Dumble Amplifiers was a guitar amplifier manufacturer founded in Santa Cruz, California in the late 1960s. In a one-man operation, Howard "Alexander" Dumble (June 1, 1944 – January 16, 2022) made each amp personally, often tailoring its design to suit the buyer's preferred tone and playing style. Dumble produced only a handful of amps per year—and just 300 in total—primarily for a clientele of well-known musicians, including Robben Ford, Carlos Santana, Larry Carlton, and Stevie Ray Vaughan. Dumble's amplifiers are among the rarest and most expensive boutique amplifiers on the used market, with the brand's flagship Overdrive Special fetching tens of thousands of dollars. Other models have sold for more. Joe Bonamassa put Dumble alongside Fender, Marshall, and Vox as one of the industry's "four quintessential guitar-amp tonalities".

== History ==
=== Early career ===
Howard Alexander Dumble of Bakersfield, California was 12 years old when he began building and selling transistor radios to classmates. From there, he started tinkering with Fender and Gibson amps before building a 200-watt PA system for a local youth baseball team. His own amp based on a Fender Dual Showman followed. Dumble found work after graduating high school in 1962 as a studio and touring musician, but he continued to experiment with amp builds. In 1965 he built an unsolicited amp for his favorite band, The Ventures, and it ended up in the hands of Semie Moseley of Bakersfield-based guitar manufacturer Mosrite, which The Ventures endorsed. Moseley was impressed and hired Dumble to build the company ten amplifiers in a partnership that would only pay him for a month. The Ventures liked the new amps but felt they were "a little too much rock" and declined to use them. Dumble turned down a further partnership and spent the late 1960s as a touring bassist for Buffy Sainte-Marie, who helped him open his first workshop in Santa Cruz, California. In 1969, Dumble produced his first amp model, the "Explosion", based on a modified Fender circuit and began earning a reputation for modding and repairing amplifiers.

Dumble continued to work on his original amp design, with a significant moment of inspiration coming from a show of Robben Ford's in which Ford played a "piggyback" Fender Bassman into a 2x12 speaker cabinet.
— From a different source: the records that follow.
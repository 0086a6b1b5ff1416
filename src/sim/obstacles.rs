//! Obstacle spawning, movement and cleanup

use rand::Rng;

use super::state::{GameState, Obstacle};

/// Spawn one obstacle at the right edge if this frame is on the cadence.
///
/// Returns whether an obstacle was spawned.
pub fn maybe_spawn(state: &mut GameState) -> bool {
    if !state.frame.is_multiple_of(state.spawn_cadence) {
        return false;
    }
    let tuning = &state.tuning;
    let height = state
        .rng
        .random_range(tuning.obstacle_min_height..tuning.obstacle_max_height) as f32;
    let obstacle = Obstacle::on_ground(
        state.surface.width,
        tuning.obstacle_width,
        height,
        state.surface,
    );
    state.obstacles.push(obstacle);
    true
}

/// Move every live obstacle left by the current step
pub fn advance(obstacles: &mut [Obstacle], step: f32) {
    for obstacle in obstacles.iter_mut() {
        obstacle.rect.pos.x -= step;
    }
}

/// Drop obstacles that have fully left the surface, keeping spawn order.
///
/// Returns how many were removed.
pub fn cull_off_screen(obstacles: &mut Vec<Obstacle>) -> usize {
    let before = obstacles.len();
    obstacles.retain(|o| !o.is_off_screen());
    before - obstacles.len()
}

#[cfg(test)]
mod tests {
    use super::*;
    use crate::sim::state::Surface;
    use crate::tuning::Tuning;

    fn state() -> GameState {
        GameState::new(Tuning::default(), Surface::new(800.0, 600.0), 42, 0.0)
    }

    #[test]
    fn test_spawns_on_cadence_only() {
        let mut state = state();
        assert!(maybe_spawn(&mut state)); // frame 0
        for frame in 1..90 {
            state.frame = frame;
            assert!(!maybe_spawn(&mut state));
        }
        state.frame = 90;
        assert!(maybe_spawn(&mut state));
        assert_eq!(state.obstacles.len(), 2);
    }

    #[test]
    fn test_spawned_obstacle_geometry() {
        let mut state = state();
        for frame in 0..50 {
            state.frame = frame * state.spawn_cadence;
            maybe_spawn(&mut state);
        }
        for obstacle in &state.obstacles {
            let rect = obstacle.rect;
            assert_eq!(rect.left(), 800.0);
            assert_eq!(rect.size.x, 20.0);
            assert_eq!(rect.bottom(), 600.0);
            assert!((50.0..150.0).contains(&rect.size.y));
            assert_eq!(rect.size.y.fract(), 0.0);
        }
    }

    #[test]
    fn test_same_seed_same_heights() {
        let mut a = state();
        let mut b = state();
        for frame in 0..10 {
            a.frame = frame * 90;
            b.frame = frame * 90;
            maybe_spawn(&mut a);
            maybe_spawn(&mut b);
        }
        assert_eq!(a.obstacles, b.obstacles);
    }

    #[test]
    fn test_advance_moves_every_obstacle() {
        let surface = Surface::new(800.0, 600.0);
        let mut obstacles = vec![
            Obstacle::on_ground(800.0, 20.0, 60.0, surface),
            Obstacle::on_ground(400.0, 20.0, 90.0, surface),
        ];
        advance(&mut obstacles, 7.5);
        assert_eq!(obstacles[0].rect.left(), 792.5);
        assert_eq!(obstacles[1].rect.left(), 392.5);
    }

    #[test]
    fn test_cull_removes_adjacent_off_screen_obstacles() {
        // Two consecutive off-screen obstacles: removing the first must not
        // skip the second.
        let surface = Surface::new(800.0, 600.0);
        let mut obstacles = vec![
            Obstacle::on_ground(-30.0, 20.0, 60.0, surface),
            Obstacle::on_ground(-25.0, 20.0, 70.0, surface),
            Obstacle::on_ground(100.0, 20.0, 80.0, surface),
            Obstacle::on_ground(-40.0, 20.0, 90.0, surface),
            Obstacle::on_ground(500.0, 20.0, 100.0, surface),
        ];
        assert_eq!(cull_off_screen(&mut obstacles), 3);
        let lefts: Vec<f32> = obstacles.iter().map(|o| o.rect.left()).collect();
        assert_eq!(lefts, vec![100.0, 500.0]);
    }
}
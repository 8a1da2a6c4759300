//! Mesh analysis and print-cost estimation engine.
//!
//! Synchronous and allocation-light: the server feeds it raw upload bytes on a
//! blocking task and gets back a [`shared::GeometricSummary`] plus a local
//! [`shared::CostBreakdown`]. The only failure that escapes this crate is
//! [`ParseError`]; degenerate geometry is recovered by heuristics inside the
//! analyzer.

mod analyze;
mod cost;
mod error;
pub mod fixtures;
mod mesh;
mod stl;

pub use analyze::{analyze, analyze_payload, GeometryStatus, MeshAnalysis};
pub use cost::estimate_cost;
pub use error::ParseError;
pub use mesh::{BoundingBox, MeshBuffer};
pub use stl::parse_mesh;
Dumble's attempt to capture that tone saw his Explosion amplifier morph into the "Overdrive Special" in 1972. At the time, Dumble was staying in Los Angeles with his friend Jackson Browne, and Browne's band was soon playing Dumble's new Ford-inspired amps. As word of his work spread, Dumble built many custom amplifiers for prominent session guitarists and studios, as well as modifying other brand's amps. Common mods included adding a master volume and his "Hot Rubber Monkey" circuit, which was an internally adjustable tone stack placed after the preamp's clipping section to help sculp the amp's distorted sounds.
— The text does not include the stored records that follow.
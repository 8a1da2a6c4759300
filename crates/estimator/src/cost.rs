//! Local print-cost calculation.
//!
//! Pure and deterministic: geometry plus parameters in, cost breakdown out.
//! All constants are fixed pricing policy, not runtime configuration. The
//! function is total: out-of-range infill is clamped and unknown materials
//! were already defaulted to PLA during deserialization.

use shared::{Complexity, CostBreakdown, GeometricSummary, Material, PrintParameters, Quality};

/// Filament density in g/cm³.
fn density(material: Material) -> f64 {
    match material {
        Material::Abs => 1.04,
        Material::Petg => 1.27,
        Material::Tpu => 1.21,
        Material::Pla => 1.24,
    }
}

fn quality_factor(quality: Quality) -> f64 {
    match quality {
        Quality::Draft => 0.6,
        Quality::Standard => 1.0,
        Quality::Fine => 1.5,
    }
}

/// Material price, €/gram.
const COST_PER_GRAM: f64 = 0.045;
/// Machine-time price, €/hour.
const COST_PER_HOUR: f64 = 5.40;
/// Flat handling fee per job, €.
const SETUP_FEE: f64 = 4.50;

const SIMPLE_MAX_TRIANGLES: usize = 5_000;
const MEDIUM_MAX_TRIANGLES: usize = 50_000;

fn round2(x: f64) -> f64 {
    (x * 100.0).round() / 100.0
}

fn classify(triangle_count: usize) -> Complexity {
    if triangle_count < SIMPLE_MAX_TRIANGLES {
        Complexity::Simple
    } else if triangle_count > MEDIUM_MAX_TRIANGLES {
        Complexity::Complex
    } else {
        Complexity::Medium
    }
}

/// Map a geometric summary and print parameters to an itemized cost breakdown.
pub fn estimate_cost(summary: &GeometricSummary, params: &PrintParameters) -> CostBreakdown {
    let weight_grams = summary.volume_cm3 * density(params.material);

    let infill = params.infill_percent.clamp(0, 100) as f64;
    // The shell contributes a minimum 20% of print time even at 0% infill.
    let infill_factor = infill / 100.0 * 0.8 + 0.2;
    let print_time_minutes =
        (summary.volume_cm3 * 2.0 * quality_factor(params.quality) * infill_factor).round() as u32;

    let material_cost = round2(weight_grams * COST_PER_GRAM);
    let print_time_cost = round2(print_time_minutes as f64 / 60.0 * COST_PER_HOUR);
    let total_cost = round2(material_cost + print_time_cost + SETUP_FEE);

    CostBreakdown {
        material_cost,
        print_time_cost,
        setup_fee: SETUP_FEE,
        total_cost,
        print_time_minutes,
        weight_grams,
        complexity: classify(summary.triangle_count),
    }
}
use thiserror::Error;

/// Failure to decode an uploaded payload into a triangle mesh.
///
/// This is the only caller-visible hard failure in the whole estimation
/// pipeline; everything downstream of a successful parse degrades gracefully.
#[derive(Debug, Error)]
pub enum ParseError {
    #[error("payload too small to contain a triangle mesh ({0} bytes)")]
    TooSmall(usize),
    #[error("invalid mesh payload: {0}")]
    Invalid(String),
    #[error("mesh contains no triangles")]
    NoTriangles,
}

impl ParseError {
    pub(crate) fn invalid(reason: impl Into<String>) -> Self {
        ParseError::Invalid(reason.into())
    }
}
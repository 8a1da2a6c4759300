//! Supersession tracking for estimation requests.
//!
//! A client that uploads a new file under the same session id supersedes its
//! in-flight request. Each upload bumps the session's generation; the result
//! is only delivered if its generation is still current, otherwise it is
//! dropped, not merged. Requests without a session id are independent.

use std::collections::HashMap;
use std::sync::Mutex;

/// Per-session generation counters.
#[derive(Debug, Default)]
pub struct SessionRegistry {
    inner: Mutex<HashMap<String, u64>>,
}

impl SessionRegistry {
    /// Start a new request for this session, superseding any in-flight one.
    /// Returns the generation to check at delivery time.
    pub fn begin(&self, session: &str) -> u64 {
        let mut map = self.lock();
        let generation = map.entry(session.to_string()).or_insert(0);
        *generation += 1;
        *generation
    }

    /// True if no later request has started for this session.
    pub fn is_current(&self, session: &str, generation: u64) -> bool {
        self.lock().get(session).copied() == Some(generation)
    }

    fn lock(&self) -> std::sync::MutexGuard<'_, HashMap<String, u64>> {
        self.inner.lock().unwrap_or_else(|e| e.into_inner())
    }
}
By the late 1970s, Dumble was modifying and building higher-gain amps using "cascading" gain stages in a similar way to what Randall Smith of Mesa/Boogie was also doing. Dumble, however, was not interested in selling amplifiers in large numbers, but instead focused solely on getting the best possible sound.

=== Wider recognition ===
By the 1980s, Dumble had become known as a tube electronics master, and his growing list of high end clientele and his "off-the-grid" lifestyle had gained him a reputation as a reclusive amplifier builder to the stars. Robben Ford himself would buy his first Dumble Overdrive Special (the amp he inspired) in 1983 and go on to become the guitarist most associated with the brand's amps. During this period, Browne would loan out his own Dumble amps, notably letting Stevie Ray Vaughan play his "Dumbleland Special" bass amp for Vaughan's Texas Flood and In Step albums. Meanwhile, session ace Rick Vito used Dumble amps on an array of hit records, like Browne's "Tender Is the Night" and Bob Seger's "Like a Rock". Guitarists such as Larry Carlton, Eric Johnson, and Steve Lukather also adopted Dumble amplifiers. Dumble eventually became guarded about his designs and started taking steps like covering components in dark epoxy to prevent his circuits from being cloned. Doing so had the added benefit of helping with an amp's durability, as the epoxy kept parts from moving.
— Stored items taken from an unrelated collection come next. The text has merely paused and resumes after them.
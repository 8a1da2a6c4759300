//! HTTP service for mesh upload and print-cost estimation.

use std::sync::Arc;
use std::time::Duration;

use crate::estimate::session::SessionRegistry;

pub mod estimate;
pub mod routes;

/// Remote pricing service endpoint and the bound on how long we wait for it.
#[derive(Debug, Clone)]
pub struct PricingConfig {
    pub url: String,
    pub timeout: Duration,
}

impl PricingConfig {
    /// Read the pricing endpoint from the environment. Absent URL means
    /// estimation is local-only.
    pub fn from_env() -> Option<Self> {
        let url = std::env::var("PRICING_SERVICE_URL").ok()?;
        let timeout_ms = std::env::var("PRICING_TIMEOUT_MS")
            .ok()
            .and_then(|v| v.parse().ok())
            .unwrap_or(5000);
        Some(Self {
            url,
            timeout: Duration::from_millis(timeout_ms),
        })
    }
}

#[derive(Clone)]
pub struct AppState {
    pub pricing: Option<PricingConfig>,
    pub client: reqwest::Client,
    pub sessions: Arc<SessionRegistry>,
}

impl AppState {
    pub fn new(pricing: Option<PricingConfig>) -> Self {
        Self {
            pricing,
            client: reqwest::Client::new(),
            sessions: Arc::new(SessionRegistry::default()),
        }
    }
}
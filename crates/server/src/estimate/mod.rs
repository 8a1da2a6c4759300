//! Estimation orchestrator.
//!
//! Per request: `Parsing → Analyzing → RemoteAttempt → {RemoteAccepted |
//! LocalFallback} → Complete`. Parsing (done by the route before calling in
//! here) is the only transition that can fail; once a geometric summary
//! exists, this module always produces a complete [`PrintEstimate`]. The
//! remote pricing service is preferred when configured, but any transport
//! error, timeout, non-success status, or unusable body falls back to the
//! local cost model — logged, never surfaced to the caller.

use serde_json::Value;
use shared::{CostBreakdown, Complexity, PrintEstimate, PrintParameters, QuoteRequest};

use crate::{AppState, PricingConfig};
use estimator::{GeometryStatus, MeshAnalysis};

pub mod session;

/// File metadata accompanying an upload.
#[derive(Debug, Clone)]
pub struct UploadMeta {
    pub file_name: String,
    pub file_size: u64,
}

/// Assemble the final estimate for an analyzed mesh. Never fails.
pub async fn quote(
    state: &AppState,
    meta: UploadMeta,
    params: PrintParameters,
    analysis: MeshAnalysis,
) -> PrintEstimate {
    if let GeometryStatus::Recovered {
        volume,
        surface_area,
    } = analysis.status
    {
        tracing::debug!(
            file = %meta.file_name,
            volume,
            surface_area,
            "geometry recovered by heuristic fallback"
        );
    }
    let summary = analysis.summary;

    // Computed unconditionally: it supplies the per-field defaults for a
    // partially usable remote response.
    let local = estimator::estimate_cost(&summary, &params);

    let costs = match &state.pricing {
        None => local,
        Some(cfg) => {
            let request = QuoteRequest {
                file_name: meta.file_name.clone(),
                file_size: meta.file_size,
                material: params.material,
                quality: params.quality,
                infill: params.infill_percent,
                volume: summary.volume_cm3,
                stl_metadata: summary.clone(),
            };
            match remote_quote(&state.client, cfg, &request).await {
                Ok(body) => {
                    tracing::info!(file = %meta.file_name, "adopting remote pricing response");
                    merge_remote(&body, &local)
                }
                Err(err) => {
                    tracing::warn!(
                        file = %meta.file_name,
                        error = %err,
                        "pricing service unavailable, using local estimate"
                    );
                    local
                }
            }
        }
    };

    PrintEstimate {
        id: Some(uuid::Uuid::new_v4().to_string()),
        file_name: meta.file_name,
        file_size: meta.file_size,
        parameters: params,
        geometry: summary,
        costs,
    }
}

/// One bounded attempt against the pricing service. Transport failures,
/// non-2xx statuses, and undecodable bodies all come back as errors.
async fn remote_quote(
    client: &reqwest::Client,
    cfg: &PricingConfig,
    request: &QuoteRequest,
) -> Result<Value, reqwest::Error> {
    client
        .post(&cfg.url)
        .timeout(cfg.timeout)
        .json(request)
        .send()
        .await?
        .error_for_status()?
        .json::<Value>()
        .await
}

/// Adopt remote fields one by one, substituting the locally computed value
/// wherever a field is missing, non-numeric, negative, or fails to parse.
fn merge_remote(body: &Value, local: &CostBreakdown) -> CostBreakdown {
    let amount = |key: &str, fallback: f64| {
        body.get(key)
            .and_then(Value::as_f64)
            .filter(|v| v.is_finite() && *v >= 0.0)
            .unwrap_or(fallback)
    };
    CostBreakdown {
        material_cost: amount("materialCost", local.material_cost),
        print_time_cost: amount("printTimeCost", local.print_time_cost),
        setup_fee: amount("setupFee", local.setup_fee),
        total_cost: amount("totalCost", local.total_cost),
        print_time_minutes: body
            .get("printTimeMinutes")
            .and_then(Value::as_u64)
            .and_then(|m| u32::try_from(m).ok())
            .unwrap_or(local.print_time_minutes),
        weight_grams: amount("weightGrams", local.weight_grams),
        complexity: body
            .get("complexity")
            .and_then(Value::as_str)
            .and_then(Complexity::parse)
            .unwrap_or(local.complexity),
    }
}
In the early 1980s, Dumble began introducing new amplifier models, including the Steel String Singer, Dumbleland and Winterland bass amps, the Overdrive Reverb, and the rackmount Phoenix. Dumble later began offering all his amplifiers at three price points based on the wait time for build and delivery: "Standard" (24 to 36 months), "Express – 180" (180 days), and "Express – 60" with a guaranteed two-month completion time. Dumble also offered telephone consultations for $200 for 10 minutes.

Although heavier rock styles reigned in the 1990s, many players remained long-term customers, coming to Dumble for repairs or new orders. Carlos Santana scored a string of hits during this time using an Overdrive Reverb head and Marshall 4x12 cabinet. John Mayer has since become arguably the Dumble sound's most notable proponent, among other more recent fans like Mark Tremonti, Keith Urban, Kirk Hammett, and Jason Isbell.

=== After Dumble's passing ===
Dumble's work was limited in the final six months of his life due to health complications. At the time of his death from a stroke in 2022 at age 77, he was preparing builds for Slash and Keith Richards. Robben Ford stated afterwards that Dumble wished for his brand to end with his death: "Most people want to leave behind a legacy, but [Dumble] didn't want that." Joe Bonamassa credited Dumble with inspiring a cottage industry of Dumble-style builders.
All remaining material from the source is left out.